Secondary spin currents can surpass primary currents in thicker HM layers.

Enhanced THz emission correlates with increased secondary spin current contributions.

An analytical model explains the microscopic superdiffusive spin transport mechanism.

Abstract

Femtosecond laser-induced photoexcitation of ferromagnet (FM)/heavy metal (HM) heterostructures have attracted attention by emitting broadband terahertz frequencies. The phenomenon relies on the formation of ultrafast spin current, which is largely attributed to the direct photoexcitation of the FM layer.
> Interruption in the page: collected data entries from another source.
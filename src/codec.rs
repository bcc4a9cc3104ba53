//! Wire codec shared by client and server: line-oriented command frames and
//! raw binary file payloads sharing one stream.

use anyhow::{Context, Result};
use md5::Context as Md5Context;
use tokio::io::{AsyncBufRead, AsyncBufReadExt, AsyncRead, AsyncReadExt, AsyncWrite, AsyncWriteExt};

/// Command frames are read as at most this many bytes, matching the
/// original protocol's `recv(1024)` framing.
pub const MAX_LINE_BYTES: usize = 1024;

/// The closed set of verbs a client may send.
#[derive(Debug, Clone, Copy, PartialEq, Eq)]
pub enum Verb {
    TargetDir,
    SubDir,
    CacheMd5,
    CacheSize,
    SendBufferSize,
    CacheSend,
    ActionRequest,
    RunCommand,
    OutputRequest,
}

impl Verb {
    pub fn as_str(self) -> &'static str {
        match self {
            Verb::TargetDir => "TARGET_DIR",
            Verb::SubDir => "SUB_DIR",
            Verb::CacheMd5 => "CACHE_MD5",
            Verb::CacheSize => "CACHE_SIZE",
            Verb::SendBufferSize => "SEND_BUFFER_SIZE",
            Verb::CacheSend => "CACHE_SEND",
            Verb::ActionRequest => "ACTION_REQUEST",
            Verb::RunCommand => "RUN_COMMAND",
            Verb::OutputRequest => "OUTPUT_REQUEST",
        }
    }
}

impl std::str::FromStr for Verb {
    type Err = ();

    fn from_str(s: &str) -> std::result::Result<Self, ()> {
        Ok(match s {
            "TARGET_DIR" => Verb::TargetDir,
            "SUB_DIR" => Verb::SubDir,
            "CACHE_MD5" => Verb::CacheMd5,
            "CACHE_SIZE" => Verb::CacheSize,
            "SEND_BUFFER_SIZE" => Verb::SendBufferSize,
            "CACHE_SEND" => Verb::CacheSend,
            "ACTION_REQUEST" => Verb::ActionRequest,
            "RUN_COMMAND" => Verb::RunCommand,
            "OUTPUT_REQUEST" => Verb::OutputRequest,
            _ => return Err(()),
        })
    }
}

/// A parsed command line: the raw verb token plus whatever followed the
/// first space. The value may itself contain spaces.
#[derive(Debug, Clone, PartialEq, Eq)]
pub struct Line {
    pub verb: String,
    pub value: Option<String>,
}

impl Line {
    pub fn new(verb: impl Into<String>, value: Option<impl Into<String>>) -> Self {
        Self {
            verb: verb.into(),
            value: value.map(Into::into),
        }
    }

    fn parse(raw: &str) -> Option<Self> {
        let trimmed = raw.trim_end_matches(['\n', '\r']);
        let trimmed = trimmed.trim();
        if trimmed.is_empty() {
            return None;
        }
        match trimmed.split_once(' ') {
            Some((verb, value)) => Some(Line::new(verb, Some(value))),
            None => Some(Line::new(trimmed, None::<String>)),
        }
    }

    pub fn verb_as<T: std::str::FromStr>(&self) -> Option<T> {
        self.verb.parse().ok()
    }
}

/// Read one command line from `reader`, or `None` on a blank read (treated
/// as connection close by callers, same as the original empty-buf case).
pub async fn read_line<R: AsyncBufRead + Unpin>(reader: &mut R) -> Result<Option<Line>> {
    let mut buf = Vec::new();
    let mut limited = reader.take(MAX_LINE_BYTES as u64);
    let n = limited.read_until(b'\n', &mut buf).await?;
    if n == 0 {
        return Ok(None);
    }
    let text = String::from_utf8_lossy(&buf);
    Ok(Line::parse(&text))
}

/// Write one command line: `VERB` or `VERB VALUE`, terminated by `\n`.
pub async fn write_line<W: AsyncWrite + Unpin>(
    writer: &mut W,
    verb: &str,
    value: Option<&str>,
) -> Result<()> {
    let line = match value {
        Some(v) => format!("{verb} {v}\n"),
        None => format!("{verb}\n"),
    };
    writer.write_all(line.as_bytes()).await?;
    writer.flush().await?;
    Ok(())
}

/// Send a file's bytes in `send_buffer_size`-sized chunks. The framing
/// carries no length prefix; the receiver already knows `size` from a
/// prior `CACHE_SIZE` or inventory-entry `size`.
pub async fn send_file<W: AsyncWrite + Unpin>(
    writer: &mut W,
    data: &[u8],
    send_buffer_size: usize,
) -> Result<()> {
    let chunk_size = send_buffer_size.max(1);
    for chunk in data.chunks(chunk_size) {
        writer.write_all(chunk).await?;
    }
    writer.flush().await?;
    Ok(())
}

/// Receive exactly `size` bytes and return them alongside their md5 digest.
pub async fn recv_file<R: AsyncRead + Unpin>(reader: &mut R, size: u64) -> Result<(Vec<u8>, String)> {
    let mut data = vec![0u8; size as usize];
    reader
        .read_exact(&mut data)
        .await
        .context("mid-stream EOF while receiving file payload")?;
    let mut ctx = Md5Context::new();
    ctx.consume(&data);
    Ok((data, format!("{:x}", ctx.compute())))
}

#[cfg(test)]
mod tests {
    use super::*;
    use tokio::io::BufReader;

    #[test]
    fn parses_verb_only() {
        let line = Line::parse("ACTIONS_COMPLETED\n").unwrap();
        assert_eq!(line.verb, "ACTIONS_COMPLETED");
        assert_eq!(line.value, None);
    }

    #[test]
    fn splits_once_on_first_space() {
        let line = Line::parse("ACTION_SEND_ME_FILE d/my file.bin\n").unwrap();
        assert_eq!(line.verb, "ACTION_SEND_ME_FILE");
        assert_eq!(line.value.as_deref(), Some("d/my file.bin"));
    }

    #[tokio::test]
    async fn read_line_round_trips_through_duplex() {
        let (mut a, mut b) = tokio::io::duplex(64);
        write_line(&mut a, "TARGET_DIR", Some("/srv/app")).await.unwrap();
        let mut reader = BufReader::new(&mut b);
        let line = read_line(&mut reader).await.unwrap().unwrap();
        assert_eq!(line.verb, "TARGET_DIR");
        assert_eq!(line.value.as_deref(), Some("/srv/app"));
    }

    #[tokio::test]
    async fn send_buffer_size_does_not_change_bytes_received() {
        let payload: Vec<u8> = (0u8..=255).cycle().take(10_000).collect();
        for chunk in [1usize, 65536] {
            let (mut a, mut b) = tokio::io::duplex(1 << 20);
            let data = payload.clone();
            let writer = tokio::spawn(async move {
                send_file(&mut a, &data, chunk).await.unwrap();
            });
            let (received, _md5) = recv_file(&mut b, payload.len() as u64).await.unwrap();
            writer.await.unwrap();
            assert_eq!(received, payload);
        }
    }

    #[tokio::test]
    async fn zero_byte_payload_round_trips() {
        let (mut a, mut b) = tokio::io::duplex(16);
        let writer = tokio::spawn(async move {
            send_file(&mut a, &[], 512).await.unwrap();
        });
        let (received, md5_hex) = recv_file(&mut b, 0).await.unwrap();
        writer.await.unwrap();
        assert!(received.is_empty());
        assert_eq!(md5_hex, format!("{:x}", md5::Context::new().compute()));
    }
}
However, we reveal that during the process, the FM layer also experiences a secondary excitation led by the hot electrons from the HM layer that travel across the FM/HM interface and transfer additional energy in the FM. Thus, the generated secondary spins enhance the total spin current formation and lead to amplified spintronic terahertz emission. The results also emphasize the significance of the secondary spin current, which even exceeds the primary spin currents when FM/HM heterostructures with thicker HM are used. An analytical model is developed to provide deeper insights into the microscopic processes within the individual layers, underlining the generalized ultrafast superdiffusive spin-transport mechanism.